Abstract: The Z-curve is a geometrical tool for visualizing and comparing genomes. Since, the curve contains the information carried by the given sequence, DNA sequences could be analyzed systematically. In this study, the ORF5 gene of Porcine Reproductive and Respiratory Syndrome Virus (PRRSV) was analyzed by the Z-curve method and the DNAstar (DNASTAR Inc.) computer programs. The results revealed by these two methods were identical. The phylogenetic tree is more digitized and the Z-curve method is more picturesque. It turned out to be that, the Z-curve method shows a widely application prospect in phylogenetic relationships analysis. However, the Z-curve method is still in its premature stage. Novel algorithms are expected to be exploited to extract more information involved in the Z-curves.
INTRODUCTION
Analyzing DNA sequences and amino acid sequences with the aid of geometric approach is a novel way which shows the merits of intuitive, visual, vivid (Chu et al., 2009). Some people have applied geometric approaches into study, such as Li et al. (2010) and Giacomo et al. (2007).
According to Zhang and Zhang (2003) and Wen and Zhang (2003), Z-curve is a geometric tool to study the DNA sequence. Since, it was first proposed, the Z-curve has been extensively applied to life science research, such as, sequence segmentation (Zhang and Zhang, 2003; Wen and Zhang, 2003), horizontal gene transfer detection (Zhang and Zhang, 2003), isochoric domain inference (Zhang and Zhang, 2003; Wen and Zhang, 2003) and sequence analysis, for instance, nucleotide distribution analysis (Ou et al., 2003), replication origins Identification (Zhang and Zhang, 2005), protein coding genes recognition (Zhang and Wang, 2000), separate base usages of genes revelation (Guo and Yu, 2007) and so on.
Porcine Reproductive and Respiratory Syndrome (PRRS) disease is caused by a positive single-stranded polyadenylated RNA virus (PRRSV) which belongs to Arteriviridae virus family in the order Nidovirales (Conzelmann et al., 1993). And its genome contains eight Open Reading Frames (ORFs) which is about 15 kD (Cavanagh, 1997). Bred gilts and sows infected PRRSV may display abortion and premature farrowing and the nosogenic liveborn piglets may show respiratory tract disease (Cheon and Chae, 1999).

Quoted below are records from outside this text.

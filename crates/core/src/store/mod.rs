//! Datastore collaborator support.
//!
//! The collaborator traits live next to the logic that needs them (`ledger::LedgerStore`,
//! `budget::BudgetStore`, `ingest::StagingStore`, ...). This module holds what they share:
//! the error type and an in-process implementation of every trait.

mod error;
pub mod memory;

pub use error::StoreError;
pub use memory::MemoryStore;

The PRRSV ORFs were consisted of 1a, 1b, 2B7 (Grebennikova et al., 2004). ORF1a and 1b are believed to encode nonstructural proteins, involved with viral replication and transcription (Grebennikova et al., 2004). The ORFs 2B7 encode the PRRSV structural proteins (Grebennikova et al., 2004). An effective way to distinguish wild type and vaccine-like strains of PRRSV is analyzing the Restriction Fragment Length Polymorphism (RFLP) of ORF 5 (Gagnon and Dea, 1998; Wesley et al., 1998; Cheon and Chae, 2000). Restriction sites diversities are awfully useful in diagnosis of disease (Cheon and Chae, 2004). GP5, the major viral envelope protein, encoded by ORF 5 is the most variable viral structural protein (Mardassi et al., 1995) and it is relevant to virus neutralization (Zhou et al., 2009). A variety of vaccines associating with GP5 were developed and performed well (Duran et al., 1997; Qiu et al., 2005; Xue et al., 2004).

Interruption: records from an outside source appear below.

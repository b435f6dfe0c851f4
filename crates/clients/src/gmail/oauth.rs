//! OAuth2 refresh-token grant.

use async_trait::async_trait;
use chrono::{Duration, Utc};
use reqwest::Client;
use serde::Deserialize;
use tally_core::ingest::{MailboxCredential, ProviderError, TokenRefresher};
use tracing::debug;

use crate::error::{provider_status, provider_transport};

#[derive(Debug, Deserialize)]
struct TokenResponse {
    access_token: String,
    expires_in: Option<i64>,
    refresh_token: Option<String>,
}

/// Refreshes mailbox access tokens at the provider's token endpoint.
#[derive(Debug, Clone)]
pub struct OAuthRefresher {
    client: Client,
    token_url: String,
    client_id: String,
    client_secret: String,
}

impl OAuthRefresher {
    /// Creates a refresher for one OAuth client.
    #[must_use]
    pub fn new(client: Client, token_url: &str, client_id: &str, client_secret: &str) -> Self {
        Self {
            client,
            token_url: token_url.to_string(),
            client_id: client_id.to_string(),
            client_secret: client_secret.to_string(),
        }
    }
}

#[async_trait]
impl TokenRefresher for OAuthRefresher {
    async fn refresh(
        &self,
        credential: &MailboxCredential,
    ) -> Result<MailboxCredential, ProviderError> {
        let Some(refresh_token) = credential.refresh_token.as_deref() else {
            return Err(ProviderError::Unauthorized(
                "credential has no refresh token".to_string(),
            ));
        };

        let response = self
            .client
            .post(&self.token_url)
            .form(&[
                ("grant_type", "refresh_token"),
                ("refresh_token", refresh_token),
                ("client_id", self.client_id.as_str()),
                ("client_secret", self.client_secret.as_str()),
            ])
            .send()
            .await
            .map_err(|e| provider_transport(&e))?;

        let status = response.status();
        if !status.is_success() {
            let body = response.text().await.unwrap_or_default();
            // invalid_grant: the user revoked access or the token expired
            if status.as_u16() == 400 && body.contains("invalid_grant") {
                return Err(ProviderError::Unauthorized(body));
            }
            return Err(provider_status(status, body));
        }

        let token: TokenResponse = response
            .json()
            .await
            .map_err(|e| ProviderError::Decode(e.to_string()))?;
        debug!(expires_in = ?token.expires_in, rotated = token.refresh_token.is_some(), "Access token refreshed");

        Ok(MailboxCredential {
            access_token: token.access_token,
            refresh_token: token.refresh_token,
            expires_at: token.expires_in.map(|secs| Utc::now() + Duration::seconds(secs)),
        })
    }
}
//! Client construction errors and HTTP failure mapping.

use tally_core::ingest::{ExtractError, ProviderError};
use tally_core::notify::NotifyError;
use thiserror::Error;

/// Errors raised while constructing a client.
#[derive(Debug, Error)]
pub enum ClientError {
    /// The HTTP client could not be built.
    #[error("failed to build HTTP client: {0}")]
    Build(#[source] reqwest::Error),

    /// A configured URL is unusable.
    #[error("invalid configuration: {0}")]
    Config(String),
}

/// Maps a transport failure onto the mailbox error taxonomy.
pub(crate) fn provider_transport(err: &reqwest::Error) -> ProviderError {
    if err.is_timeout() {
        ProviderError::Timeout
    } else if err.is_decode() {
        ProviderError::Decode(err.to_string())
    } else {
        ProviderError::Transport(err.to_string())
    }
}

/// Maps an error status from the mailbox provider.
pub(crate) fn provider_status(status: reqwest::StatusCode, body: String) -> ProviderError {
    match status.as_u16() {
        401 | 403 => ProviderError::Unauthorized(body),
        429 => ProviderError::RateLimited,
        code => ProviderError::Http {
            status: code,
            message: body,
        },
    }
}

pub(crate) fn extract_transport(err: &reqwest::Error) -> ExtractError {
    if err.is_timeout() {
        ExtractError::Timeout
    } else {
        ExtractError::Service(err.to_string())
    }
}

pub(crate) fn notify_transport(err: &reqwest::Error) -> NotifyError {
    if err.is_timeout() {
        NotifyError::Timeout
    } else {
        NotifyError::Delivery(err.to_string())
    }
}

Gaining insight into the information carried by the genomes of PRRSV would be helpful to discover drugs, develop vaccines as well as monitor their evolution and spread (Grebennikova et al., 2004). According to the genetic analysis of PRRSV isolates, PRRSV was divided into two predominant genotypes, the European and North American genotypes (Grebennikova et al., 2004; Lee et al., 2006). The ORF5 gene of PRRSV have been widely analyzed and researchers found it was useful to help us understand the genetic diversity of PRRSV isolates (Cha et al., 2006; Chen et al., 2006; Indik et al., 2000, 2005; Mateu et al., 2006; Stadejek et al., 2006; Thanawongnuwech et al., 2004; Zhou et al., 2009). In this study, the complete sequences of the ORF5 gene of the twenty-one PRRSV isolates were analyzed with the DNAstar (DNASTAR Inc.) computer programs and the Z-curve method.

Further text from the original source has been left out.